Short Selling

“Say what? Hedge funds do everything under the sun including lend their stocks for money.” sure, hedge funds also probably treasure hunt too but the majority (>99%) are not lenders of securities. they are borrowers.

Sure - securities lending and treasure hunting are equally popular activities for hedge funds. There is no question that most securities are lent by big banks, but hard-to-borrow stock games are hedge fund fodder.

For most people, there is no fee whatsoever for shorting stocks. I’ve been doing this for years without paying anything other than commission fees. What JDV is talking about is big funds shorting, not individual investors. In fact, I once had a broker who paid me for shorting! Go figure.

For most the fee isn’t visibly there. THe maintenance requirements on the short proceeds can be argued as indirectly costing you. I agree with you though dreary…most individual investors need not worry about it.

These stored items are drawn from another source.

//! The command pattern shared by every engine operation
//!
//! Commands are structs whose fields are the parameters. Each implements
//! [`Operation`] (its canonical name) and [`Execute`] (the work), and returns
//! an [`ExecutionResult`] that says whether the call should be audited.

use crate::types::{DirectoryId, LogEntry, RecordId};
use async_trait::async_trait;
use serde::Serialize;
use serde_json::Value;
use std::fmt::Display;
use std::time::Instant;

/// Canonical name of a command: "create record", "update field", ...
pub trait Operation {
    fn verb(&self) -> &'static str;
    fn noun(&self) -> &'static str;
    fn description(&self) -> &'static str;

    fn op_string(&self) -> String {
        format!("{} {}", self.verb(), self.noun())
    }
}

/// Implement [`Operation`] for a command struct.
macro_rules! operation {
    ($ty:ty, verb = $verb:literal, noun = $noun:literal, description = $desc:literal) => {
        impl $crate::operation::Operation for $ty {
            fn verb(&self) -> &'static str {
                $verb
            }
            fn noun(&self) -> &'static str {
                $noun
            }
            fn description(&self) -> &'static str {
                $desc
            }
        }
    };
}
pub(crate) use operation;

/// Execute a command against a context
#[async_trait]
pub trait Execute<C, E>: Operation + Send + Sync
where
    C: Send + Sync,
    E: Send,
{
    async fn execute(&self, ctx: &C) -> ExecutionResult<Value, E>;

    /// Records touched by a successful call; each gets the entry in its own log
    fn affected_records(&self, _result: &Value) -> Vec<(DirectoryId, RecordId)> {
        Vec::new()
    }
}

/// Result of executing an operation
///
/// Distinguishes between:
/// - Logged: Operations that mutate state and should be audited
/// - Unlogged: Read-only operations with no side effects
/// - Failed: Errors (optionally logged)
pub enum ExecutionResult<T, E> {
    /// Operation succeeded and should be logged
    Logged { value: T, log_entry: LogEntry },
    /// Operation succeeded but no logging needed (read-only)
    Unlogged { value: T },
    /// Operation failed
    Failed {
        error: E,
        log_entry: Option<LogEntry>,
    },
}

impl<T, E> ExecutionResult<T, E> {
    /// Extract the result (Ok or Err)
    pub fn into_result(self) -> Result<T, E> {
        match self {
            Self::Logged { value, .. } => Ok(value),
            Self::Unlogged { value } => Ok(value),
            Self::Failed { error, .. } => Err(error),
        }
    }

    /// Get the value and log entry separately
    pub fn split(self) -> (Result<T, E>, Option<LogEntry>) {
        match self {
            Self::Logged { value, log_entry } => (Ok(value), Some(log_entry)),
            Self::Unlogged { value } => (Ok(value), None),
            Self::Failed { error, log_entry } => (Err(error), log_entry),
        }
    }

    /// Check if this should be logged
    pub fn should_log(&self) -> bool {
        matches!(
            self,
            Self::Logged { .. }
                | Self::Failed {
                    log_entry: Some(_),
                    ..
                }
        )
    }
}

/// Wrap the outcome of a mutating command, logging success and failure alike.
pub(crate) fn logged<O, E>(op: &O, start: Instant, result: Result<Value, E>) -> ExecutionResult<Value, E>
where
    O: Operation + Serialize + ?Sized,
    E: Display,
{
    let duration_ms = start.elapsed().as_millis() as u64;
    let input = serde_json::to_value(op).unwrap_or(Value::Null);

    match result {
        Ok(value) => ExecutionResult::Logged {
            log_entry: LogEntry::new(op.op_string(), input, value.clone(), None, duration_ms),
            value,
        },
        Err(error) => ExecutionResult::Failed {
            log_entry: Some(LogEntry::failure(
                op.op_string(),
                input,
                &error.to_string(),
                duration_ms,
            )),
            error,
        },
    }
}

/// Wrap the outcome of a read-only command.
pub(crate) fn unlogged<E>(result: Result<Value, E>) -> ExecutionResult<Value, E> {
    match result {
        Ok(value) => ExecutionResult::Unlogged { value },
        Err(error) => ExecutionResult::Failed {
            error,
            log_entry: None,
        },
    }
}

/// The `(directoryId, id)` pair of a record-shaped result.
pub(crate) fn record_ref(result: &Value) -> Vec<(DirectoryId, RecordId)> {
    match (
        result.get("directoryId").and_then(Value::as_str),
        result.get("id").and_then(Value::as_str),
    ) {
        (Some(dir), Some(id)) => vec![(DirectoryId::from(dir), RecordId::from(id))],
        _ => Vec::new(),
    }
}

#[cfg(test)]
mod tests {
    use super::*;
    use serde_json::json;

    #[derive(Serialize)]
    struct Ping {
        n: u32,
    }
    operation!(Ping, verb = "send", noun = "ping", description = "Test op");

    #[test]
    fn test_op_string() {
        assert_eq!(Ping { n: 1 }.op_string(), "send ping");
    }

    #[test]
    fn test_logged_success_and_failure() {
        let op = Ping { n: 7 };
        let ok = logged::<_, String>(&op, Instant::now(), Ok(json!({"ok": true})));
        assert!(ok.should_log());
        let (value, entry) = ok.split();
        assert_eq!(value.unwrap()["ok"], true);
        let entry = entry.unwrap();
        assert_eq!(entry.op, "send ping");
        assert_eq!(entry.input["n"], 7);

        let failed = logged(&op, Instant::now(), Err("boom".to_string()));
        let (value, entry) = failed.split();
        assert_eq!(value.unwrap_err(), "boom");
        assert_eq!(entry.unwrap().output["error"], "boom");
    }

    #[test]
    fn test_unlogged_is_not_audited() {
        let result = unlogged::<String>(Ok(json!(1)));
        assert!(!result.should_log());
        assert!(!unlogged::<String>(Err("x".into())).should_log());
    }

    #[test]
    fn test_record_ref() {
        let refs = record_ref(&json!({"id": "r1", "directoryId": "d1"}));
        assert_eq!(refs, vec![(DirectoryId::from("d1"), RecordId::from("r1"))]);
        assert!(record_ref(&json!({"id": "r1"})).is_empty());
    }
}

Individual investors won’t be able to get hard to borrow securities and HFs will pay through the nose to borrow them. And yes it is likely that you would get paid to sell short as the bank is collecting a portion of the spread between the interest earned on the cash received and cost to borrow the stock that you shorted. This would most likely occur in securities which the bank has huge long margin positions. What I’m still wondering why someone would sell stock short in the first place? I mean short selling to me is either done to hedge your portfolio or take a bearish position (bet) on a security, both of which are probably best done with derivatives. What is the fundamental reason for going out of your way and borrowing the security and then shorting it? Is it to apply pressure on the issuer by increasing the short interest? Is it to hammer away on the stock and not allow it to bid up? Is there liquidity issues at work here? Or is it mostly due to the ever declining value of derivatives due to time premium?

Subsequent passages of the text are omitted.